Il rilievo, ai fini della competenza giurisdizionale, della doppia cittadinanza
dei coniugi.
Si è
già detto che, ai sensi dell’art. 3 del Regolamento Bruxelles II bis, il criterio della cittadinanza
riveste un ruolo formalmente «paritario» e alternativo rispetto a
quello della residenza, peraltro solo a condizione che si tratti di
cittadinanza comune di entrambe le parti, ovvero che, nel caso di azione
proposta sulla base della residenza dell’attore, essa concorra con la
residenza, peraltro a determinate condizioni:
Articolo
3 Competenza
generale 1.
Sono competenti a decidere sulle questioni inerenti al divorzio, alla
separazione personale dei coniugi e all’annullamento del matrimonio le
autorità giurisdizionali dello Stato membro: a)
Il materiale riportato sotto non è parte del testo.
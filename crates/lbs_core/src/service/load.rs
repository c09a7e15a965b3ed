//! Load calculator.
//!
//! Pure functions over cache rows and one coefficient set:
//!
//! ```text
//! adjusted = base + ALPHA * N^BETA + SWITCH_COST * max(U - 1, 0)
//! ```
//!
//! where `base` is the summed load, `N` the number of counted rows and `U`
//! the number of distinct context tags. Suppressed rows never count.
//!
//! Level bands are checked top-down: CRITICAL above CAP, then DANGER from
//! 8.0, WARNING from 6.0, SAFE below. With the default CAP of 8.0 a day at
//! exactly 8.0 is DANGER and anything above is CRITICAL.

use crate::model::cache::{DailyCacheEntry, EntryStatus};
use crate::model::coefficients::{CoefficientSet, Coefficients};
use crate::model::task::{OwnerId, TaskId};
use crate::schedule::calendar::DateRange;
use chrono::NaiveDate;
use serde::Serialize;
use std::collections::{BTreeMap, BTreeSet};

pub const WARNING_THRESHOLD: f64 = 6.0;
pub const DANGER_THRESHOLD: f64 = 8.0;
/// Days below this adjusted load count as recovery days.
pub const RECOVERY_THRESHOLD: f64 = 4.0;
pub const TREND_BUCKET_DAYS: usize = 7;

#[derive(Debug, Clone, Copy, PartialEq, Eq, Hash, PartialOrd, Ord, Serialize)]
#[serde(rename_all = "SCREAMING_SNAKE_CASE")]
pub enum LoadLevel {
    Safe,
    Warning,
    Danger,
    Critical,
}

impl LoadLevel {
    pub fn as_str(self) -> &'static str {
        match self {
            Self::Safe => "SAFE",
            Self::Warning => "WARNING",
            Self::Danger => "DANGER",
            Self::Critical => "CRITICAL",
        }
    }
}

/// Classifies an adjusted load against `cap`.
pub fn classify(adjusted_load: f64, cap: f64) -> LoadLevel {
    if adjusted_load > cap {
        LoadLevel::Critical
    } else if adjusted_load >= DANGER_THRESHOLD {
        LoadLevel::Danger
    } else if adjusted_load >= WARNING_THRESHOLD {
        LoadLevel::Warning
    } else {
        LoadLevel::Safe
    }
}

/// One contributing row of a day's load.
#[derive(Debug, Clone, PartialEq, Serialize)]
pub struct LoadEntry {
    pub entry_key: String,
    pub task_id: Option<TaskId>,
    pub task_name: String,
    pub context: String,
    pub load: f64,
    pub status: EntryStatus,
}

/// Full load breakdown for one owner and date.
#[derive(Debug, Clone, PartialEq, Serialize)]
pub struct LoadSnapshot {
    pub owner_id: OwnerId,
    pub date: NaiveDate,
    pub base_load: f64,
    pub task_count: usize,
    pub context_count: usize,
    pub count_penalty: f64,
    pub switch_penalty: f64,
    pub adjusted_load: f64,
    pub level: LoadLevel,
    pub overflow: bool,
    pub cap: f64,
    /// Version of the coefficient set used; 0 means built-in defaults.
    pub coefficients_version: u32,
    pub entries: Vec<LoadEntry>,
}

/// Compact per-day load, as returned by range queries.
#[derive(Debug, Clone, PartialEq, Serialize)]
pub struct DailyLoad {
    pub date: NaiveDate,
    pub base_load: f64,
    pub adjusted_load: f64,
    pub task_count: usize,
    pub context_count: usize,
    pub level: LoadLevel,
    pub overflow: bool,
}

impl From<&LoadSnapshot> for DailyLoad {
    fn from(snapshot: &LoadSnapshot) -> Self {
        Self {
            date: snapshot.date,
            base_load: snapshot.base_load,
            adjusted_load: snapshot.adjusted_load,
            task_count: snapshot.task_count,
            context_count: snapshot.context_count,
            level: snapshot.level,
            overflow: snapshot.overflow,
        }
    }
}

/// Evaluates the load formula without row bookkeeping.
pub fn adjusted_load(
    base_load: f64,
    task_count: usize,
    context_count: usize,
    coefficients: &Coefficients,
) -> (f64, f64, f64) {
    if task_count == 0 {
        return (base_load, 0.0, 0.0);
    }
    let count_penalty = coefficients.alpha * (task_count as f64).powf(coefficients.beta);
    let switch_penalty = coefficients.switch_cost * context_count.saturating_sub(1) as f64;
    (
        base_load + count_penalty + switch_penalty,
        count_penalty,
        switch_penalty,
    )
}

/// Computes the snapshot for `date` from that day's cache rows.
///
/// Rows for other dates are ignored.
pub fn calculate_day(
    owner_id: OwnerId,
    date: NaiveDate,
    rows: &[DailyCacheEntry],
    coefficient_set: &CoefficientSet,
) -> LoadSnapshot {
    let coefficients = &coefficient_set.coefficients;
    let counted: Vec<&DailyCacheEntry> = rows
        .iter()
        .filter(|row| row.target_date == date && row.counts_toward_load())
        .collect();

    let base_load: f64 = counted.iter().map(|row| row.load).sum();
    let contexts: BTreeSet<&str> = counted.iter().map(|row| row.context.trim()).collect();
    let (adjusted, count_penalty, switch_penalty) =
        adjusted_load(base_load, counted.len(), contexts.len(), coefficients);

    LoadSnapshot {
        owner_id,
        date,
        base_load,
        task_count: counted.len(),
        context_count: contexts.len(),
        count_penalty,
        switch_penalty,
        adjusted_load: adjusted,
        level: classify(adjusted, coefficients.cap),
        overflow: adjusted > coefficients.cap,
        cap: coefficients.cap,
        coefficients_version: coefficient_set.version,
        entries: counted
            .into_iter()
            .map(|row| LoadEntry {
                entry_key: row.entry_key.clone(),
                task_id: row.task_id,
                task_name: row.task_name.clone(),
                context: row.context.clone(),
                load: row.load,
                status: row.status,
            })
            .collect(),
    }
}

/// One [`DailyLoad`] per day of `range`, ascending, empty days included.
pub fn daily_loads(
    owner_id: OwnerId,
    range: DateRange,
    rows: &[DailyCacheEntry],
    coefficient_set: &CoefficientSet,
) -> Vec<DailyLoad> {
    let by_date = group_by_date(rows);
    range
        .days()
        .map(|date| {
            let day_rows = by_date.get(&date).map(Vec::as_slice).unwrap_or_default();
            DailyLoad::from(&calculate_day(owner_id, date, day_rows, coefficient_set))
        })
        .collect()
}

fn group_by_date(rows: &[DailyCacheEntry]) -> BTreeMap<NaiveDate, Vec<DailyCacheEntry>> {
    let mut by_date: BTreeMap<NaiveDate, Vec<DailyCacheEntry>> = BTreeMap::new();
    for row in rows {
        by_date.entry(row.target_date).or_default().push(row.clone());
    }
    by_date
}

#[derive(Debug, Clone, PartialEq, Serialize)]
pub struct WeeklyStats {
    pub start_date: NaiveDate,
    pub end_date: NaiveDate,
    /// Mean adjusted load, rounded to two decimals.
    pub average_load: f64,
    /// Days whose adjusted load exceeds CAP.
    pub over_days: usize,
    /// Days below [`RECOVERY_THRESHOLD`].
    pub recovery_days: usize,
    /// Share of recovery days in percent, rounded to one decimal.
    pub recovery_rate: f64,
    pub daily_loads: Vec<DailyLoad>,
}

/// Aggregates seven consecutive [`DailyLoad`]s.
pub fn weekly_stats(days: Vec<DailyLoad>) -> Option<WeeklyStats> {
    let start_date = days.first()?.date;
    let end_date = days.last()?.date;
    let count = days.len() as f64;

    let total: f64 = days.iter().map(|day| day.adjusted_load).sum();
    let over_days = days.iter().filter(|day| day.overflow).count();
    let recovery_days = days
        .iter()
        .filter(|day| day.adjusted_load < RECOVERY_THRESHOLD)
        .count();

    Some(WeeklyStats {
        start_date,
        end_date,
        average_load: round_to(total / count, 2),
        over_days,
        recovery_days,
        recovery_rate: round_to(recovery_days as f64 / count * 100.0, 1),
        daily_loads: days,
    })
}

#[derive(Debug, Clone, PartialEq, Serialize)]
pub struct TrendBucket {
    pub start_date: NaiveDate,
    pub end_date: NaiveDate,
    pub average_load: f64,
    pub max_load: f64,
    pub min_load: f64,
}

/// Splits ascending daily loads into consecutive 7-day buckets. The last
/// bucket may be shorter.
pub fn load_trends(days: &[DailyLoad]) -> Vec<TrendBucket> {
    days.chunks(TREND_BUCKET_DAYS)
        .filter_map(|chunk| {
            let first = chunk.first()?;
            let last = chunk.last()?;
            let loads = chunk.iter().map(|day| day.adjusted_load);
            let total: f64 = loads.clone().sum();
            Some(TrendBucket {
                start_date: first.date,
                end_date: last.date,
                average_load: round_to(total / chunk.len() as f64, 2),
                max_load: loads.clone().fold(f64::MIN, f64::max),
                min_load: loads.fold(f64::MAX, f64::min),
            })
        })
        .collect()
}

/// Load of one context tag on one date.
#[derive(Debug, Clone, PartialEq, Serialize)]
pub struct ContextLoad {
    pub date: NaiveDate,
    pub context: String,
    pub load: f64,
    pub task_count: usize,
}

/// Sums counted rows per `(date, context)`, ordered by date then context.
pub fn context_distribution(rows: &[DailyCacheEntry]) -> Vec<ContextLoad> {
    let mut totals: BTreeMap<(NaiveDate, &str), (f64, usize)> = BTreeMap::new();
    for row in rows.iter().filter(|row| row.counts_toward_load()) {
        let slot = totals
            .entry((row.target_date, row.context.trim()))
            .or_insert((0.0, 0));
        slot.0 += row.load;
        slot.1 += 1;
    }
    totals
        .into_iter()
        .map(|((date, context), (load, task_count))| ContextLoad {
            date,
            context: context.to_string(),
            load,
            task_count,
        })
        .collect()
}

fn round_to(value: f64, places: i32) -> f64 {
    let factor = 10f64.powi(places);
    (value * factor).round() / factor
}

#[cfg(test)]
mod tests {
    use super::*;
    use crate::model::cache::EntryOrigin;
    use uuid::Uuid;

    fn date(y: i32, m: u32, d: u32) -> NaiveDate {
        NaiveDate::from_ymd_opt(y, m, d).unwrap()
    }

    fn row(owner: OwnerId, day: NaiveDate, load: f64, context: &str) -> DailyCacheEntry {
        let task_id = Uuid::new_v4();
        DailyCacheEntry {
            owner_id: owner,
            target_date: day,
            entry_key: task_id.to_string(),
            task_id: Some(task_id),
            task_name: format!("task {load}"),
            context: context.to_string(),
            load,
            status: EntryStatus::Planned,
            origin: EntryOrigin::Rule,
        }
    }

    #[test]
    fn four_tasks_in_two_contexts_go_critical() {
        let owner = Uuid::new_v4();
        let day = date(2025, 3, 3);
        let rows = vec![
            row(owner, day, 2.0, "work"),
            row(owner, day, 3.0, "work"),
            row(owner, day, 1.5, "home"),
            row(owner, day, 2.5, "home"),
        ];

        let snapshot = calculate_day(owner, day, &rows, &CoefficientSet::defaults_for(owner));
        assert_eq!(snapshot.base_load, 9.0);
        assert_eq!(snapshot.task_count, 4);
        assert_eq!(snapshot.context_count, 2);
        assert!((snapshot.count_penalty - 0.1 * 4f64.powf(1.2)).abs() < 1e-12);
        assert_eq!(snapshot.switch_penalty, 0.5);
        assert!((snapshot.adjusted_load - 10.028).abs() < 0.001);
        assert_eq!(snapshot.level, LoadLevel::Critical);
        assert!(snapshot.overflow);
        assert_eq!(snapshot.entries.len(), 4);
    }

    #[test]
    fn band_edges_are_inclusive_below_cap() {
        assert_eq!(classify(5.999, 8.0), LoadLevel::Safe);
        assert_eq!(classify(6.0, 8.0), LoadLevel::Warning);
        assert_eq!(classify(8.0, 8.0), LoadLevel::Danger);
        assert_eq!(classify(8.0001, 8.0), LoadLevel::Critical);
        assert_eq!(classify(9.5, 10.0), LoadLevel::Danger);
    }

    #[test]
    fn empty_day_has_no_penalties() {
        let owner = Uuid::new_v4();
        let snapshot = calculate_day(
            owner,
            date(2025, 3, 3),
            &[],
            &CoefficientSet::defaults_for(owner),
        );
        assert_eq!(snapshot.adjusted_load, 0.0);
        assert_eq!(snapshot.count_penalty, 0.0);
        assert_eq!(snapshot.switch_penalty, 0.0);
        assert_eq!(snapshot.level, LoadLevel::Safe);
        assert!(!snapshot.overflow);
    }

    #[test]
    fn suppressed_rows_and_blank_contexts() {
        let owner = Uuid::new_v4();
        let day = date(2025, 3, 3);
        let mut suppressed = row(owner, day, 5.0, "work");
        suppressed.status = EntryStatus::Suppressed;
        let mut completed = row(owner, day, 1.0, " ");
        completed.status = EntryStatus::Completed;
        let rows = vec![suppressed, completed, row(owner, day, 1.0, "")];

        let snapshot = calculate_day(owner, day, &rows, &CoefficientSet::defaults_for(owner));
        assert_eq!(snapshot.base_load, 2.0);
        assert_eq!(snapshot.task_count, 2);
        assert_eq!(snapshot.context_count, 1);
        assert_eq!(snapshot.switch_penalty, 0.0);
    }

    #[test]
    fn weekly_stats_counts_over_and_recovery_days() {
        let owner = Uuid::new_v4();
        let start = date(2025, 3, 3);
        let range = DateRange::new(start, date(2025, 3, 9)).unwrap();
        let rows = vec![
            row(owner, start, 9.0, "work"),
            row(owner, date(2025, 3, 4), 5.0, "work"),
        ];

        let days = daily_loads(owner, range, &rows, &CoefficientSet::defaults_for(owner));
        assert_eq!(days.len(), 7);
        let stats = weekly_stats(days).unwrap();
        assert_eq!(stats.over_days, 1);
        assert_eq!(stats.recovery_days, 5);
        assert_eq!(stats.recovery_rate, 71.4);
        assert_eq!(stats.end_date, date(2025, 3, 9));
    }

    #[test]
    fn trends_truncate_last_bucket() {
        let owner = Uuid::new_v4();
        let range = DateRange::new(date(2025, 3, 1), date(2025, 3, 10)).unwrap();
        let rows = vec![row(owner, date(2025, 3, 2), 3.0, "work")];

        let days = daily_loads(owner, range, &rows, &CoefficientSet::defaults_for(owner));
        let buckets = load_trends(&days);
        assert_eq!(buckets.len(), 2);
        assert_eq!(buckets[0].end_date, date(2025, 3, 7));
        assert_eq!(buckets[0].min_load, 0.0);
        assert!((buckets[0].max_load - 3.1).abs() < 1e-9);
        assert_eq!(buckets[1].start_date, date(2025, 3, 8));
        assert_eq!(buckets[1].end_date, date(2025, 3, 10));
    }

    #[test]
    fn context_distribution_groups_by_date_and_trimmed_context() {
        let owner = Uuid::new_v4();
        let day = date(2025, 3, 3);
        let rows = vec![
            row(owner, day, 2.0, "work "),
            row(owner, day, 1.0, "work"),
            row(owner, day, 4.0, "gym"),
        ];

        let distribution = context_distribution(&rows);
        assert_eq!(distribution.len(), 2);
        assert_eq!(distribution[0].context, "gym");
        assert_eq!(distribution[1].context, "work");
        assert_eq!(distribution[1].load, 3.0);
        assert_eq!(distribution[1].task_count, 2);
    }
}
impl<'conn> LbsEngine<'conn> {
    /// Creates an engine with default settings, a private coordinator and
    /// the system clock.
    ///
    /// # Errors
    /// - Returns an error when `conn` has not been opened through
    ///   `db::open_db*`.
    pub fn try_new(conn: &'conn Connection) -> EngineResult<Self> {
        Self::with_parts(
            conn,
            EngineSettings::default(),
            Arc::new(RecomputeCoordinator::new()),
            Arc::new(SystemClock),
        )
    }

    /// Creates an engine sharing `coordinator` with other engines.
    pub fn with_parts(
        conn: &'conn Connection,
        settings: EngineSettings,
        coordinator: Arc<RecomputeCoordinator>,
        clock: Arc<dyn Clock>,
    ) -> EngineResult<Self> {
        ensure_schema_ready(conn)?;
        Ok(Self {
            conn,
            settings,
            coordinator,
            clock,
        })
    }

    pub fn settings(&self) -> &EngineSettings {
        &self.settings
    }

    pub fn coordinator(&self) -> &Arc<RecomputeCoordinator> {
        &self.coordinator
    }

    /// Date the horizon is anchored at.
    pub fn as_of(&self) -> NaiveDate {
        self.clock.today()
    }

    pub fn horizon(&self) -> DateRange {
        self.settings.horizon(self.as_of())
    }

    // ---- task CRUD ----

    /// Stores a new task and materializes it over the horizon.
    pub fn create_task(&self, task: &Task) -> EngineResult<Task> {
        SqliteTaskRepository::new(self.conn).create_task(task)?;
        let stored = self.require_task(task.owner_id, task.id)?;
        info!(
            "event=task_create module=engine status=ok owner_id={} task_id={} rule={}",
            stored.owner_id,
            stored.id,
            stored.rule.kind().as_str()
        );
        self.schedule(stored.owner_id, RecomputeScope::Task(stored.id), self.horizon())?;
        Ok(stored)
    }

    /// Applies `patch` to an existing task.
    ///
    /// Patches that only touch notes or the sync id skip the recompute.
    pub fn update_task(
        &self,
        owner_id: OwnerId,
        task_id: TaskId,
        patch: &TaskPatch,
    ) -> EngineResult<Task> {
        let mut task = self.require_task(owner_id, task_id)?;
        patch.apply_to(&mut task);
        SqliteTaskRepository::new(self.conn).update_task(&task)?;
        info!(
            "event=task_update module=engine status=ok owner_id={} task_id={} touches_cache={}",
            owner_id,
            task_id,
            patch.touches_cache()
        );
        if patch.touches_cache() {
            self.schedule(owner_id, RecomputeScope::Task(task_id), self.horizon())?;
        }
        self.require_task(owner_id, task_id)
    }

    /// Marks a task inactive and removes its cache rows over the horizon.
    pub fn deactivate_task(&self, owner_id: OwnerId, task_id: TaskId) -> EngineResult<Task> {
        let mut task = self.require_task(owner_id, task_id)?;
        if !task.active {
            return Ok(task);
        }
        task.deactivate();
        SqliteTaskRepository::new(self.conn).update_task(&task)?;
        info!(
            "event=task_deactivate module=engine status=ok owner_id={} task_id={}",
            owner_id, task_id
        );
        self.schedule(owner_id, RecomputeScope::Task(task_id), self.horizon())?;
        Ok(task)
    }

    pub fn get_task(&self, owner_id: OwnerId, task_id: TaskId) -> EngineResult<Option<Task>> {
        Ok(SqliteTaskRepository::new(self.conn).get_task(owner_id, task_id)?)
    }

    pub fn list_tasks(&self, query: &TaskListQuery) -> EngineResult<Vec<Task>> {
        Ok(SqliteTaskRepository::new(self.conn).list_tasks(query)?)
    }

    // ---- exceptions ----

    /// Stores an exception, replacing any existing one for the same
    /// `(task, date)`, and recomputes that single day.
    ///
    /// # Errors
    /// - `TaskNotFound` when the task does not exist under the owner.
    /// - `TaskInactive` when the task is deactivated.
    pub fn create_exception(&self, exception: &TaskException) -> EngineResult<TaskException> {
        let task = self.require_task(exception.owner_id, exception.task_id)?;
        if !task.active {
            return Err(EngineError::TaskInactive(task.id));
        }
        let stored = SqliteExceptionRepository::new(self.conn).upsert_exception(exception)?;
        info!(
            "event=exception_upsert module=engine status=ok owner_id={} task_id={} exception_id={} date={} type={} replaced={}",
            stored.owner_id,
            stored.task_id,
            stored.id,
            stored.target_date,
            stored.kind.as_str(),
            stored.id != exception.id
        );
        self.schedule(
            stored.owner_id,
            RecomputeScope::Task(stored.task_id),
            DateRange::single(stored.target_date),
        )?;
        Ok(stored)
    }

    /// Removes an exception and recomputes its day.
    pub fn delete_exception(
        &self,
        owner_id: OwnerId,
        exception_id: ExceptionId,
    ) -> EngineResult<TaskException> {
        let removed = SqliteExceptionRepository::new(self.conn)
            .delete_exception(owner_id, exception_id)?
            .ok_or(EngineError::ExceptionNotFound(exception_id))?;
        info!(
            "event=exception_delete module=engine status=ok owner_id={} task_id={} exception_id={} date={}",
            owner_id, removed.task_id, exception_id, removed.target_date
        );
        self.schedule(
            owner_id,
            RecomputeScope::Task(removed.task_id),
            DateRange::single(removed.target_date),
        )?;
        Ok(removed)
    }

    pub fn list_exceptions(
        &self,
        owner_id: OwnerId,
        task_id: Option<TaskId>,
        range: Option<DateRange>,
    ) -> EngineResult<Vec<TaskException>> {
        Ok(SqliteExceptionRepository::new(self.conn).list_exceptions(owner_id, task_id, range)?)
    }

    // ---- completions ----

    /// Marks one occurrence completed. Returns `false` when it already was.
    pub fn complete_occurrence(
        &self,
        owner_id: OwnerId,
        task_id: TaskId,
        date: NaiveDate,
    ) -> EngineResult<bool> {
        self.require_task(owner_id, task_id)?;
        let changed =
            SqliteCompletionRepository::new(self.conn).mark_completed(owner_id, task_id, date)?;
        if changed {
            self.schedule(owner_id, RecomputeScope::Task(task_id), DateRange::single(date))?;
        }
        Ok(changed)
    }

    /// Clears a completion mark. Returns `false` when there was none.
    pub fn reopen_occurrence(
        &self,
        owner_id: OwnerId,
        task_id: TaskId,
        date: NaiveDate,
    ) -> EngineResult<bool> {
        let changed =
            SqliteCompletionRepository::new(self.conn).clear_completed(owner_id, task_id, date)?;
        if changed {
            self.schedule(owner_id, RecomputeScope::Task(task_id), DateRange::single(date))?;
        }
        Ok(changed)
    }

    // ---- recompute ----

    /// Queues a recompute for one task (or the whole owner when `task_id` is
    /// `None`) over `range` (default: the horizon), then flushes when
    /// `auto_flush` is on.
    ///
    /// # Errors
    /// - `TaskNotFound` when `task_id` does not exist under the owner.
    pub fn trigger_recompute(
        &self,
        owner_id: OwnerId,
        task_id: Option<TaskId>,
        range: Option<DateRange>,
    ) -> EngineResult<RecomputeAck> {
        if let Some(task_id) = task_id {
            self.require_task(owner_id, task_id)?;
        }
        let scope = task_id.map_or(RecomputeScope::All, RecomputeScope::Task);
        let range = range.unwrap_or_else(|| self.horizon());
        let clamped = range.intersect(&self.horizon());
        let request = self.enqueue(owner_id, scope, range);
        let reports = if self.settings.auto_flush {
            self.flush_pending(owner_id)?
        } else {
            Vec::new()
        };
        Ok(RecomputeAck {
            owner_id,
            scope,
            range: clamped,
            sequence: request.map(|request| request.sequence),
            reports,
        })
    }

    /// Executes every queued recompute of `owner_id` under the owner lock.
    ///
    /// On failure the failing request and all not-yet-run requests go back
    /// on the queue.
    pub fn flush_pending(&self, owner_id: OwnerId) -> EngineResult<Vec<RecomputeReport>> {
        self.coordinator.with_owner_lock(owner_id, || {
            let materializer = CacheMaterializer::new(self.conn);
            let requests = self.coordinator.take_pending(owner_id);
            let mut reports = Vec::with_capacity(requests.len());
            for (index, request) in requests.iter().enumerate() {
                match materializer.recompute(request.owner_id, request.scope, request.range) {
                    Ok(report) => reports.push(report),
                    Err(err) => {
                        warn!(
                            "event=recompute_requeue module=engine status=error owner_id={} scope={} requeued={}",
                            owner_id,
                            scope_label(request.scope),
                            requests.len() - index
                        );
                        self.coordinator.requeue(requests[index..].iter().copied());
                        return Err(err.into());
                    }
                }
            }
            Ok(reports)
        })
    }

    /// Drains the queue of every owner with pending requests.
    ///
    /// Stops at the first failing owner; its requests and those of owners
    /// not reached yet stay queued.
    pub fn flush_all_pending(&self) -> EngineResult<Vec<RecomputeReport>> {
        let mut reports = Vec::new();
        for owner_id in self.coordinator.pending_owners() {
            reports.extend(self.flush_pending(owner_id)?);
        }
        Ok(reports)
    }

    /// Rebuilds the owner's whole horizon and drops rows older than it.
    pub fn refresh_horizon(&self, owner_id: OwnerId) -> EngineResult<RefreshReport> {
        let horizon = self.horizon();
        self.coordinator.enqueue(owner_id, RecomputeScope::All, horizon);
        let reports = self.flush_pending(owner_id)?;
        let purged_rows = self.coordinator.with_owner_lock(owner_id, || {
            SqliteCacheRepository::new(self.conn).purge_before(owner_id, horizon.start)
        })?;
        info!(
            "event=horizon_refresh module=engine status=ok owner_id={} start={} end={} recomputes={} purged={}",
            owner_id,
            horizon.start,
            horizon.end,
            reports.len(),
            purged_rows
        );
        Ok(RefreshReport {
            owner_id,
            horizon,
            reports,
            purged_rows,
        })
    }

    /// Runs [`Self::refresh_horizon`] for every owner that has tasks.
    pub fn refresh_all_owners(&self) -> EngineResult<Vec<RefreshReport>> {
        let owners = SqliteTaskRepository::new(self.conn).list_owner_ids()?;
        owners
            .into_iter()
            .map(|owner_id| self.refresh_horizon(owner_id))
            .collect()
    }

    // ---- dashboard queries ----

    /// Load snapshot for one day, read from the cache only.
    pub fn calculate_load(&self, owner_id: OwnerId, date: NaiveDate) -> EngineResult<LoadSnapshot> {
        let started_at = Instant::now();
        let coefficients = self.current_coefficients(owner_id)?;
        let rows = SqliteCacheRepository::new(self.conn).list_for_date(owner_id, date)?;
        let snapshot = calculate_day(owner_id, date, &rows, &coefficients);
        info!(
            "event=load_calculate module=engine status=ok owner_id={} date={} n={} u={} adjusted={:.3} level={} duration_ms={}",
            owner_id,
            date,
            snapshot.task_count,
            snapshot.context_count,
            snapshot.adjusted_load,
            snapshot.level.as_str(),
            started_at.elapsed().as_millis()
        );
        Ok(snapshot)
    }

    /// One [`DailyLoad`] per day from `start` to `end` inclusive.
    pub fn get_cache_range(
        &self,
        owner_id: OwnerId,
        start: NaiveDate,
        end: NaiveDate,
    ) -> EngineResult<Vec<DailyLoad>> {
        let range = checked_range(start, end)?;
        let coefficients = self.current_coefficients(owner_id)?;
        let rows = SqliteCacheRepository::new(self.conn).list_range(owner_id, range)?;
        Ok(daily_loads(owner_id, range, &rows, &coefficients))
    }

    /// Statistics for the seven days starting at `week_start`.
    pub fn weekly_stats(&self, owner_id: OwnerId, week_start: NaiveDate) -> EngineResult<WeeklyStats> {
        let week_end = week_start
            .checked_add_days(Days::new(6))
            .ok_or(EngineError::InvalidRange {
                start: week_start,
                end: NaiveDate::MAX,
            })?;
        let days = self.get_cache_range(owner_id, week_start, week_end)?;
        load::weekly_stats(days).ok_or(EngineError::InvalidRange {
            start: week_start,
            end: week_end,
        })
    }

    /// Consecutive 7-day buckets from `start`; the last one stops at `end`.
    pub fn load_trends(
        &self,
        owner_id: OwnerId,
        start: NaiveDate,
        end: NaiveDate,
    ) -> EngineResult<Vec<TrendBucket>> {
        let days = self.get_cache_range(owner_id, start, end)?;
        Ok(load::load_trends(&days))
    }

    /// Counted load per `(date, context)` in the range.
    pub fn context_distribution(
        &self,
        owner_id: OwnerId,
        start: NaiveDate,
        end: NaiveDate,
    ) -> EngineResult<Vec<ContextLoad>> {
        let range = checked_range(start, end)?;
        let rows = SqliteCacheRepository::new(self.conn).list_range(owner_id, range)?;
        Ok(load::context_distribution(&rows))
    }

    // ---- coefficients ----

    pub fn current_coefficients(&self, owner_id: OwnerId) -> EngineResult<CoefficientSet> {
        Ok(self.coefficient_service().current(owner_id)?)
    }

    /// Stores a new coefficient version. The cache is untouched.
    pub fn update_coefficients(
        &self,
        owner_id: OwnerId,
        patch: &CoefficientPatch,
    ) -> EngineResult<CoefficientSet> {
        Ok(self.coefficient_service().update(owner_id, patch)?)
    }

    pub fn coefficient_history(&self, owner_id: OwnerId) -> EngineResult<Vec<CoefficientSet>> {
        Ok(self.coefficient_service().history(owner_id)?)
    }

    // ---- internals ----

    fn coefficient_service(&self) -> CoefficientService<SqliteCoefficientRepository<'conn>> {
        CoefficientService::new(SqliteCoefficientRepository::new(self.conn))
    }

    fn require_task(&self, owner_id: OwnerId, task_id: TaskId) -> EngineResult<Task> {
        SqliteTaskRepository::new(self.conn)
            .get_task(owner_id, task_id)?
            .ok_or(EngineError::TaskNotFound(task_id))
    }

    /// Queues the horizon-clamped part of `range`, if any.
    fn enqueue(
        &self,
        owner_id: OwnerId,
        scope: RecomputeScope,
        range: DateRange,
    ) -> Option<RecomputeRequest> {
        let clamped = range.intersect(&self.horizon())?;
        Some(self.coordinator.enqueue(owner_id, scope, clamped))
    }

    /// Queues a mutation-driven recompute and flushes when configured to.
    fn schedule(&self, owner_id: OwnerId, scope: RecomputeScope, range: DateRange) -> EngineResult<()> {
        if self.enqueue(owner_id, scope, range).is_some() && self.settings.auto_flush {
            self.flush_pending(owner_id)?;
        }
        Ok(())
    }
}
nel cui territorio si trova: -
la residenza abituale dei coniugi, o -
l’ultima residenza abituale dei coniugi se uno di essi vi risiede
ancora, o -
la residenza abituale del convenuto, o -
in caso di domanda congiunta, la residenza abituale di uno dei coniugi, o -
la residenza abituale dell’attore se questi vi ha risieduto almeno per
un anno immediatamente prima della domanda, o -
la residenza abituale dell’attore se questi vi ha risieduto almeno per
sei mesi immediatamente prima della domanda ed è cittadino dello Stato membro stesso
o, nel caso del Regno Unito e dell’Irlanda, ha ivi il proprio
"domicile"; b)
di cui i due coniugi
sono cittadini o,
nel caso del Regno Unito e dell’Irlanda, del "domicile" di
entrambi i coniugi. 2.
Ai fini del presente regolamento la nozione di "domicile" cui
è fatto riferimento è quella utilizzata negli ordinamenti
giuridici del Regno Unito e dell’Irlanda. |
Il
Regolamento non prende però in considerazione l’ipotesi in cui i
coniugi abbiano doppia
cittadinanza.
La Cour de Cassation francese ha affrontato tale caso,
una prima volta,
con una decisione del 2006: cfr. Civ. 1ère 12 décembre 2006 (JCP 2007, II,
10048, 1ère espèce, n. A. Devers). Si trattava di una coppia in
cui il marito aveva la doppia cittadinanza francese e della Costa
d’Avorio, mentre la moglie era di nazionalità francese. La Corte
ha riconosciuto la competenza giurisdizionale francese «en raison de la
nationalité française des parties». La Cassation ha ritenuto dunque che la nationalità francese del
marito prevalesse su quella ivoriana dello stesso coniuge.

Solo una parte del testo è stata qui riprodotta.